Knowing the awake windows makes your day predictable as it sets your child’s naps, you can plan activities around when your child is more likely to be awake and not grumpy. It means you can set bedtime correctly as well, because if you know your child hasn’t napped well, you can get them to bed early. 

Also awake windows take the guesswork out of what’s wrong with your little one, if you know when they need a sleep and they start to get grumpy then it means you know they’re tired and not hungry or teething.

You child will quickly fall into the awake window, which means they are tired at the same times each day which is good for them and good for you. Time back in your day and a child that gets the correct day sleep for their age.

Bedtime will be age appropriate which is usually before 7pm for most children under the age of 3 and in turn this will all help with night sleep.


Knowing when your child needs to drop a nap is hard enough but trying to do it when your child is exhausted makes it much harder. By using the awake windows you can help make that transition easier. 

For example when they drop the morning nap you can close the awake window from morning wake to lunch nap to ensure they don’t become overtired by lunch nap and so sleep poorly for it. You can then increase the awake window again slowly over several weeks until they are able to manage longer. 

When you understand their limitations around how long they can stay awake it allows you to help get them down before it’s too late and everything falls apart. 


Awake windows are an average, the timing can vary either side by about 15 minutes. You’ll need to play around with them a little to see what works for your child. What you’re looking for is that your child goes to sleep within 15 minutes of being put to bed. If they are awake for much longer then perhaps they are undertired need to be awake for longer, if they are fighting it and struggling to sleep taking about 40-60 minutes you might need to shorten the gap slightly.

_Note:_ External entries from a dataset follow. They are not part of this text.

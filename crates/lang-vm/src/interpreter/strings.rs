use std::io::Write;
use std::rc::Rc;

use crate::bytecode::Opcode;
use crate::error::{FatalError, FatalResult};
use crate::object::{string_object, string_to_utf8};
use crate::value::Value;

use super::Interpreter;

impl<'p> Interpreter<'p> {
  pub(super) fn x_string(&self, op: &'static str) -> FatalResult<std::string::String> {
    let obj = self.registers.x.as_ref().ok_or(FatalError::TypeMismatch { expected: "String", op })?;
    Ok(string_to_utf8(obj.as_string(op)?))
  }

  fn y_string(&self, op: &'static str) -> FatalResult<std::string::String> {
    let obj = self.registers.y.as_ref().ok_or(FatalError::TypeMismatch { expected: "String", op })?;
    Ok(string_to_utf8(obj.as_string(op)?))
  }

  pub(super) fn dispatch_string(&mut self, op: Opcode) -> FatalResult<()> {
    match op {
      Opcode::StringXEqualsY => {
        let x = self.x_string("StringXEqualsY")?;
        let y = self.y_string("StringXEqualsY")?;
        self.registers.b = Value::from_bool(x == y);
      }
      Opcode::StringXConcatenateY => {
        let mut x = self.x_string("StringXConcatenateY")?;
        x.push_str(&self.y_string("StringXConcatenateY")?);
        self.registers.x = Some(Rc::new(string_object(&x)));
      }
      Opcode::StringMid => {
        let x = self.x_string("StringMid")?;
        let start = self.registers.a.to_i64_truncated().ok_or(FatalError::TypeMismatch { expected: "integer", op: "StringMid" })?.max(0) as usize;
        let len = self.registers.b.to_i64_truncated().ok_or(FatalError::TypeMismatch { expected: "integer", op: "StringMid" })?.max(0) as usize;
        let units: Vec<u16> = x.encode_utf16().collect();
        let end = (start + len).min(units.len());
        let slice = if start <= end { &units[start.min(units.len())..end] } else { &[] };
        let sub = std::string::String::from_utf16_lossy(slice);
        self.registers.x = Some(Rc::new(string_object(&sub)));
      }
      Opcode::StringIndexOf => {
        let x = self.x_string("StringIndexOf")?;
        let y = self.y_string("StringIndexOf")?;
        self.registers.a = match x.find(&y) {
          Some(byte_idx) => Value::from_i64(x[..byte_idx].encode_utf16().count() as i64),
          None => Value::from_i64(-1),
        };
      }
      Opcode::StringAsc => {
        let x = self.x_string("StringAsc")?;
        let offset = self.registers.a.to_i64_truncated().ok_or(FatalError::TypeMismatch { expected: "integer", op: "StringAsc" })?;
        let units: Vec<u16> = x.encode_utf16().collect();
        let code_unit = usize::try_from(offset).ok().and_then(|i| units.get(i)).copied().ok_or(FatalError::TypeMismatch {
          expected: "in-range index",
          op: "StringAsc",
        })?;
        self.registers.a = Value::from_i64(code_unit as i64);
      }
      Opcode::StringPrint => {
        let x = self.x_string("StringPrint")?;
        self.console_out.write_all(x.as_bytes()).map_err(|_| FatalError::TypeMismatch { expected: "writable console", op: "StringPrint" })?;
      }
      Opcode::StringInputLine => {
        use std::io::BufRead;
        let mut line = std::string::String::new();
        self.console_in.read_line(&mut line).map_err(|_| FatalError::TypeMismatch { expected: "readable console", op: "StringInputLine" })?;
        if line.ends_with('\n') {
          line.pop();
          if line.ends_with('\r') {
            line.pop();
          }
        }
        self.registers.x = Some(Rc::new(string_object(&line)));
      }
      Opcode::NumberToString => {
        let text = self.registers.a.to_string();
        self.registers.x = Some(Rc::new(string_object(&text)));
      }
      Opcode::StringToNumber => {
        let x = self.x_string("StringToNumber")?;
        match x.trim().parse::<rust_decimal::Decimal>() {
          Ok(d) => {
            self.registers.a = Value(d);
            self.registers.b = Value::ONE;
          }
          Err(_) => {
            self.registers.a = Value::ZERO;
            self.registers.b = Value::ZERO;
          }
        }
      }
      other => unreachable!("{other:?} is not a string opcode"),
    }
    Ok(())
  }
}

Waking your child up at the same time helps to set the awake window, so if you’re not already I strongly suggest you start to wake them every morning at 7am. You then work out the window from that morning wake, so if it’s 2.5 hours the next nap will be asleep by 9.30am for example.

I would advise waking them like this from as early as 3 months old to help get their awake windows settled for the entire day and have bedtime nice and early before 7pm.

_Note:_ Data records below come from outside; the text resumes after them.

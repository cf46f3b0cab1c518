//! The state `Call` saves and `Return` restores.

#[derive(Debug, Clone, Copy)]
pub struct CallFrame {
  pub return_procedure: usize,
  pub return_offset: u32,
  pub caller_value_base: usize,
  pub caller_object_base: usize,
}
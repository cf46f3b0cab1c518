//! Backtracking snapshot: enough state to undo everything a term tried
//! since the checkpoint was taken.

use crate::grammar::NUM_CAPTURES;

#[derive(Debug, Clone, Copy)]
pub struct Checkpoint {
  pub token_index: usize,
  pub cut: bool,
  pub capture_lengths: [usize; NUM_CAPTURES],
}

The length of the nap is also important so if you let them sleep for hours in the morning they aren’t going to be tired for the next nap for a long time and you want to get most of their sleep in before 3pm or bedtime will end up being too late.

This is why I always recommend you wake your baby from the morning nap so that this is a short nap of 30-40 minutes so they can have a longer lunch nap of about 2 hours which will stay until they are 3 years of age.


So before the end of each awake window you want to try and have a little wind down to get baby ready for sleep. For the shorter naps you can have on the go but certainly once they hit about 5/6 months old you’ll want to make sure before the last 30 minutes of the window you’re starting to get baby into the sleep bag and getting the room nice and dark for all sleeps.


So instead of winging it and just waiting to see when your child seems tired, find out what their awake windows are. Put them down to sleep within that time period and you’ll find your little one settles quicker and sleeps for longer – who doesn’t want that?

This alone can be an absolute game changer for some parents, it can mean the difference between a baby that cat naps and one that sleeps for longer chunks in the day. It means you’ll have a baby that isn’t grumpy all day, cries when they wake from naps and screams in the evening.

It will give you predictability to your day knowing how many naps they need and when they need them and will give them an age appropriate bedtime that will help with night sleep.

It also means you won’t be wondering if your child is hungry, going through a leap or teething because you’ll know its sleep time.